Bar 11-Second Person creative writing in-class project

Walk up 11th street and you are almost there. You will shuffle by a doorbell. Honestly, a bell that hangs off the door. Do not ring it: you will only cause problems. Remember this piece of vital information later because you will need it. Continue walking past and make the first left. At this point, you can see your destination. Behind a plastic entrenched door lies the wonderland of your choosing. Open the door, pay the three bucks and search the room for someone you know. When you see them, go the other way. If they really want to talk, they will come to you. They were here first, don’t ruin there fun. Take your coat off, become more comfortable, and begin with a drink of your choosing. Do not tip the bartender yet; you will soon be drunk and throwing money on the bar like a desperate businessman in a sleazy strip club. Trust me, the bartender won’t worry about not getting that one-dollar bill from your stingy sober wallet. About half way through your first drink, or if your party finishes their first drinks early, order everyone a “Flaming Dr. Pepper” as well as a Yingling Lager. It is worth is. Do not take pictures: everybody hates those people. Do not stare at the trinkets adorning the wall: you will stick out like a map-wielding first-timer in New York City gawking at how tall the skyscrapers are. Do not buy the person you are attracted to a drink: you’re wasting your money because they’re already taken or not taken to you. Don’t dress down, but don’t dress up. You must find a happy medium of style and comfort, or you will be (please refer to the map carrying visitor in NYC). Don’t drink more than you can handle.
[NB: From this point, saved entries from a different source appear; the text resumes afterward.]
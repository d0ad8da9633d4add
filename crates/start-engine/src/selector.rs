//! Minimal CSS selector matching shared by parse rules and the host DOM.
//!
//! Supported: `tag`, `#id`, `.class`, `[attr]`, compounds of those
//! (`span.start-editor-span`, `a[href]`) and comma-separated lists.

/// Anything a selector can be matched against.
pub(crate) trait Selectable {
    fn tag_name(&self) -> String;
    fn attribute_value(&self, name: &str) -> Option<String>;

    fn has_class(&self, class: &str) -> bool {
        self.attribute_value("class")
            .map(|c| c.split_whitespace().any(|c| c == class))
            .unwrap_or(false)
    }
}

#[derive(Debug, Default, PartialEq)]
struct Compound {
    tag: Option<String>,
    id: Option<String>,
    classes: Vec<String>,
    attrs: Vec<String>,
}

impl Compound {
    fn parse(src: &str) -> Option<Self> {
        let src = src.trim();
        if src.is_empty() {
            return None;
        }

        let mut compound = Compound::default();
        let mut current = String::new();
        let mut kind = 't';

        let flush = |kind: char, current: &mut String, compound: &mut Compound| {
            if current.is_empty() {
                return;
            }
            let value = std::mem::take(current);
            match kind {
                't' => compound.tag = Some(value.to_ascii_lowercase()),
                '#' => compound.id = Some(value),
                '.' => compound.classes.push(value),
                '[' => compound.attrs.push(value.trim_end_matches(']').to_string()),
                _ => {}
            }
        };

        for c in src.chars() {
            match c {
                '#' | '.' | '[' => {
                    flush(kind, &mut current, &mut compound);
                    kind = c;
                }
                ']' => {
                    flush(kind, &mut current, &mut compound);
                    kind = 't';
                }
                c if c.is_whitespace() => return None,
                c => current.push(c),
            }
        }
        flush(kind, &mut current, &mut compound);
        Some(compound)
    }

    fn matches(&self, el: &impl Selectable) -> bool {
        if let Some(tag) = &self.tag {
            if tag != "*" && *tag != el.tag_name() {
                return false;
            }
        }
        if let Some(id) = &self.id {
            if el.attribute_value("id").as_deref() != Some(id.as_str()) {
                return false;
            }
        }
        self.classes.iter().all(|c| el.has_class(c))
            && self.attrs.iter().all(|a| el.attribute_value(a).is_some())
    }
}

/// Returns true if `el` matches any selector in the comma-separated list.
pub(crate) fn matches(selector: &str, el: &impl Selectable) -> bool {
    selector
        .split(',')
        .filter_map(Compound::parse)
        .any(|compound| compound.matches(el))
}

#[cfg(test)]
mod tests {
    use super::*;

    struct El(&'static str, Vec<(&'static str, &'static str)>);

    impl Selectable for El {
        fn tag_name(&self) -> String {
            self.0.to_string()
        }
        fn attribute_value(&self, name: &str) -> Option<String> {
            self.1
                .iter()
                .find(|(k, _)| *k == name)
                .map(|(_, v)| v.to_string())
        }
    }

    #[test]
    fn test_compound_selectors() {
        let span = El("span", vec![("class", "x start-editor-span")]);
        assert!(matches("span.start-editor-span", &span));
        assert!(matches(".start-editor-span", &span));
        assert!(!matches("span.other", &span));
        assert!(matches("b, span", &span));
    }

    #[test]
    fn test_id_and_attribute_selectors() {
        let link = El("a", vec![("href", "https://x"), ("id", "first")]);
        assert!(matches("a[href]", &link));
        assert!(matches("#first", &link));
        assert!(!matches("#missing", &link));
        assert!(!matches("a[title]", &link));
    }
}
If you’re going to vomit, do so outside and leave before that buff guy gets puke on his shoes. He will destroy your face with the flick of his sausage-like forefinger. Do not stare, do not sing by yourself, do not dance unless with someone who doesn’t dance as well as you. Please, I cannot stress this enough, DO NOT think about work, school, your ex-boyfriend/girlfriend, that crusty yellowed blob of mustard on your shoe, that guy from High School you literally ran into on the street, the strange aroma of pigs feet and French fries coming from the person next to you, god, global warming, the current state of affairs, or anything you would bitch, moan, complain, or bring people down with. Just relax, that is the only advice I can give you about Bar 11.

2 comments:

Anonymous said...

Fantastic. I'm jealous of this one. It's actually quite haunting.

Anonymous said...

I will fucking sing if I feel compelled to sing.